In other words, trying to be successful through following the herd rarely works.
By the time you’ve bought the tickets that train has already left the station. Consider how Perth housing peaked and then crashed when the bottom fell out of the mining economy. With property there’s also a slow catch up in terms of actual development. Building approvals and construction are always behind whatever the market is doing. By the time a new apartment complex is built and ready the market may already have peaked and moved on. We’ve since this happen time and time again. The over development of apartments in Melbourne is one such example. So trying to cash in on a property investment trend is usually ill-advised. A rule of thumb is: if you’ve publicly heard that it’s a hot new property investment trend – then its probably too late to take advantage of it.

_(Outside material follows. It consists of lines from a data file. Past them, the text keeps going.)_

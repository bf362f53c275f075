//! Buildah image store
//!
//! Implements the ImageStore trait by invoking the `buildah` executable
//! once per operation. Requires buildah to be installed and usable by the
//! current user.

use crate::error::{KilnError, KilnResult};
use crate::orchestration::images::{
    exec_form, names_containing, parse_image_listing, CommitOptions, ConfigChange,
};
use crate::orchestration::store::ImageStore;
use crate::orchestration::{error_tail, stream_child_output};
use async_trait::async_trait;
use std::collections::BTreeMap;
use std::io::ErrorKind;
use std::path::Path;
use std::process::Stdio;
use tokio::process::Command;
use tracing::{debug, info, warn};

/// Default executable name, resolved through PATH
pub const DEFAULT_BUILDAH_PATH: &str = "buildah";

/// Image store backed by the buildah CLI
pub struct BuildahStore {
    path: String,
}

impl BuildahStore {
    /// Create a store that invokes the executable at `path`
    pub fn new(path: impl Into<String>) -> Self {
        Self { path: path.into() }
    }

    /// The executable this store invokes
    pub fn path(&self) -> &str {
        &self.path
    }

    fn display(&self, args: &[String]) -> String {
        format!("{} {}", self.path, args.join(" "))
    }

    fn spawn_error(&self, args: &[String], e: std::io::Error) -> KilnError {
        if e.kind() == ErrorKind::NotFound {
            KilnError::BackendUnavailable {
                path: self.path.clone(),
            }
        } else {
            KilnError::command_failed(self.display(args), e)
        }
    }

    /// Execute a buildah command and return the output
    async fn exec(&self, args: &[String]) -> KilnResult<std::process::Output> {
        debug!("Executing: {}", self.display(args));

        Command::new(&self.path)
            .args(args)
            .stdin(Stdio::null())
            .stdout(Stdio::piped())
            .stderr(Stdio::piped())
            .output()
            .await
            .map_err(|e| self.spawn_error(args, e))
    }

    /// Execute a buildah command that must succeed, returning its stdout
    async fn exec_checked(&self, args: &[String]) -> KilnResult<String> {
        let output = self.exec(args).await?;

        if output.status.success() {
            Ok(String::from_utf8_lossy(&output.stdout).to_string())
        } else {
            let stderr = String::from_utf8_lossy(&output.stderr);
            Err(KilnError::command_exec(self.display(args), stderr.trim()))
        }
    }

    async fn try_create(&self, from_image: &str, name: &str) -> KilnResult<Result<(), String>> {
        let args = from_args(from_image, name);
        let output = self.exec(&args).await?;
        if output.status.success() {
            Ok(Ok(()))
        } else {
            Ok(Err(String::from_utf8_lossy(&output.stderr).trim().to_string()))
        }
    }
}

impl Default for BuildahStore {
    fn default() -> Self {
        Self::new(DEFAULT_BUILDAH_PATH)
    }
}

/// `from --name <name> <image>`
fn from_args(from_image: &str, name: &str) -> Vec<String> {
    vec![
        "from".to_string(),
        "--name".to_string(),
        name.to_string(),
        from_image.to_string(),
    ]
}

/// `run [-e K=V]... <name> -- <command...>`
fn run_args(
    name: &str,
    command: &[String],
    env: Option<&BTreeMap<String, String>>,
) -> Vec<String> {
    let mut args = vec!["run".to_string()];
    for (k, v) in env.into_iter().flatten() {
        args.push("-e".to_string());
        args.push(format!("{}={}", k, v));
    }
    args.push(name.to_string());
    args.push("--".to_string());
    args.extend(command.iter().cloned());
    args
}

/// `config <--flag value>... <name>`
fn config_args(name: &str, changes: &[ConfigChange]) -> Vec<String> {
    let mut args = vec!["config".to_string()];
    for change in changes {
        args.extend(change.to_args());
    }
    args.push(name.to_string());
    args
}

/// `commit [--squash] [--cmd json] [--change c]... <name> <tag>`
fn commit_args(name: &str, tag: &str, options: &CommitOptions) -> Vec<String> {
    let mut args = vec!["commit".to_string()];
    if options.squash {
        args.push("--squash".to_string());
    }
    if let Some(cmd) = options.cmd.as_deref().filter(|c| !c.is_empty()) {
        args.push("--cmd".to_string());
        args.push(exec_form(cmd));
    }
    for change in &options.changes {
        args.push("--change".to_string());
        args.push(change.clone());
    }
    args.push(name.to_string());
    args.push(tag.to_string());
    args
}

/// Whether `from` failed because the container name is taken
fn is_name_conflict(stderr: &str) -> bool {
    stderr.contains("already in use")
}

/// Whether `rmi` failed because the image is already gone
fn is_image_missing(stderr: &str) -> bool {
    stderr.contains("image not known") || stderr.contains("no such image")
}

#[async_trait]
impl ImageStore for BuildahStore {
    async fn ensure_available(&self) -> KilnResult<()> {
        let args = vec!["--version".to_string()];
        let output = self.exec(&args).await?;
        if output.status.success() {
            debug!(
                "Using {}",
                String::from_utf8_lossy(&output.stdout).trim()
            );
            Ok(())
        } else {
            Err(KilnError::BackendUnavailable {
                path: self.path.clone(),
            })
        }
    }

    async fn create_container(&self, from_image: &str, name: &str) -> KilnResult<()> {
        debug!("Spawning container {} from {}", name, from_image);

        match self.try_create(from_image, name).await? {
            Ok(()) => return Ok(()),
            Err(stderr) if is_name_conflict(&stderr) => {
                info!("Container name {} in use, removing stale container", name);
            }
            Err(stderr) => {
                return Err(KilnError::ContainerCreate {
                    name: name.to_string(),
                    image: from_image.to_string(),
                    stderr,
                })
            }
        }

        self.remove_container(name).await;

        match self.try_create(from_image, name).await? {
            Ok(()) => Ok(()),
            Err(stderr) => Err(KilnError::ContainerNameConflict {
                name: name.to_string(),
                stderr,
            }),
        }
    }

    async fn remove_container(&self, name: &str) {
        let args = vec!["rm".to_string(), name.to_string()];
        match self.exec(&args).await {
            Ok(output) if output.status.success() => debug!("Removed container {}", name),
            Ok(output) => debug!(
                "Ignoring container removal failure for {}: {}",
                name,
                String::from_utf8_lossy(&output.stderr).trim()
            ),
            Err(e) => debug!("Ignoring container removal failure for {}: {}", name, e),
        }
    }

    async fn image_exists(&self, tag: &str) -> bool {
        let args = vec!["images".to_string(), "-q".to_string(), tag.to_string()];
        match self.exec(&args).await {
            Ok(output) if output.status.success() => {
                !String::from_utf8_lossy(&output.stdout).trim().is_empty()
            }
            Ok(_) => false,
            Err(e) => {
                debug!("Image lookup for {} failed, treating as miss: {}", tag, e);
                false
            }
        }
    }

    async fn execute(
        &self,
        name: &str,
        command: &[String],
        env: Option<&BTreeMap<String, String>>,
    ) -> KilnResult<()> {
        let args = run_args(name, command, env);
        debug!("Executing: {}", self.display(&args));

        let mut child = Command::new(&self.path)
            .args(&args)
            .stdin(Stdio::null())
            .stdout(Stdio::piped())
            .stderr(Stdio::piped())
            .spawn()
            .map_err(|e| self.spawn_error(&args, e))?;

        let lines = stream_child_output(&mut child, &|line| println!("{}", line)).await;

        let status = child
            .wait()
            .await
            .map_err(|e| KilnError::io(format!("waiting for {}", self.display(&args)), e))?;

        if status.success() {
            Ok(())
        } else {
            Err(KilnError::StepExecutionFailed {
                command: command.join(" "),
                code: status.code().unwrap_or(-1),
                output: error_tail(&lines),
            })
        }
    }

    async fn execute_capture(&self, name: &str, command: &[String]) -> KilnResult<String> {
        let args = run_args(name, command, None);
        let output = self.exec(&args).await?;

        if output.status.success() {
            Ok(String::from_utf8_lossy(&output.stdout).trim().to_string())
        } else {
            let stdout = String::from_utf8_lossy(&output.stdout);
            let stderr = String::from_utf8_lossy(&output.stderr);
            let lines: Vec<String> = stdout
                .lines()
                .chain(stderr.lines())
                .map(str::to_string)
                .collect();
            Err(KilnError::StepExecutionFailed {
                command: command.join(" "),
                code: output.status.code().unwrap_or(-1),
                output: error_tail(&lines),
            })
        }
    }

    async fn configure(&self, name: &str, changes: &[ConfigChange]) -> KilnResult<()> {
        if changes.is_empty() {
            return Ok(());
        }
        self.exec_checked(&config_args(name, changes)).await?;
        Ok(())
    }

    async fn copy_from_host(&self, name: &str, host_path: &Path, dest: &str) -> KilnResult<()> {
        if !host_path.exists() {
            return Err(KilnError::SourceNotFound(host_path.to_path_buf()));
        }

        let args = vec![
            "copy".to_string(),
            name.to_string(),
            host_path.display().to_string(),
            dest.to_string(),
        ];
        self.exec_checked(&args).await?;
        Ok(())
    }

    async fn copy_from_image(
        &self,
        source_image: &str,
        name: &str,
        src: &str,
        dest: &str,
    ) -> KilnResult<()> {
        let args = vec![
            "copy".to_string(),
            "--from".to_string(),
            source_image.to_string(),
            name.to_string(),
            src.to_string(),
            dest.to_string(),
        ];
        self.exec_checked(&args).await?;
        Ok(())
    }

    async fn commit(&self, name: &str, tag: &str, options: &CommitOptions) -> KilnResult<()> {
        self.exec_checked(&commit_args(name, tag, options)).await?;
        info!("Committed {} as {}", name, tag);
        Ok(())
    }

    async fn list_images(&self, prefix: &str) -> KilnResult<Vec<String>> {
        let args = vec!["images".to_string(), "--json".to_string()];
        let stdout = self.exec_checked(&args).await?;
        let records = parse_image_listing(&stdout)?;
        Ok(names_containing(&records, prefix))
    }

    async fn delete_image(&self, tag: &str) -> KilnResult<()> {
        let args = vec!["rmi".to_string(), tag.to_string()];
        let output = self.exec(&args).await?;

        if output.status.success() {
            return Ok(());
        }

        let stderr = String::from_utf8_lossy(&output.stderr);
        if is_image_missing(&stderr) {
            // Removing a parent can cascade-delete its children
            warn!("Image {} already removed", tag);
            Ok(())
        } else {
            Err(KilnError::command_exec(self.display(&args), stderr.trim()))
        }
    }

    fn backend_name(&self) -> &'static str {
        "buildah"
    }
}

Let’s look at the second part of Warren Buffett’s quote – “being greedy only when others are fearful”. This means buying up stock and product at a time when the market is at a real low. With Australian property we know the market will always go up in the long term. So then it’s about buying smart and picking out the areas that have all the right ingredients for strong capital growth.
Fortunately we live in a time when sophisticated research and the tools to make informed decisions have never been better. Twenty years ago, few would have picked Bondi or Surry Hills as places in Sydney that would become red hot and unaffordable. Who would have guess, back then, that Balmain in Sydney or St Kilda in Melbourne would become gentrified? Now, with so much data and analytical tools at our disposal, it’s much easier for us to predict where the next Bondi or where the next St Kilda will be.
This brings us to the next point, which is that the technical tools available take a lot of the uncertainty out of property investing and thus remove the fear. It does mean adjusting one’s mindset and looking further afield. If you’re trying to get into the property market in Sydney and aim for an investment property for less than $800 000 you’ll probably have to look further out – perhaps west of Parramatta or south of Campbelltown. There’s nothing wrong with doing this. Sydney is a rapidly growing, expanding city and there are many affordable areas that will soon take off. Equally, as an investor, you should also think nationally: where are the affordable areas that will take off in Brisbane, or Melbourne or regional Victoria or NSW? Again, we now have access to many tools to make this qualified research possible.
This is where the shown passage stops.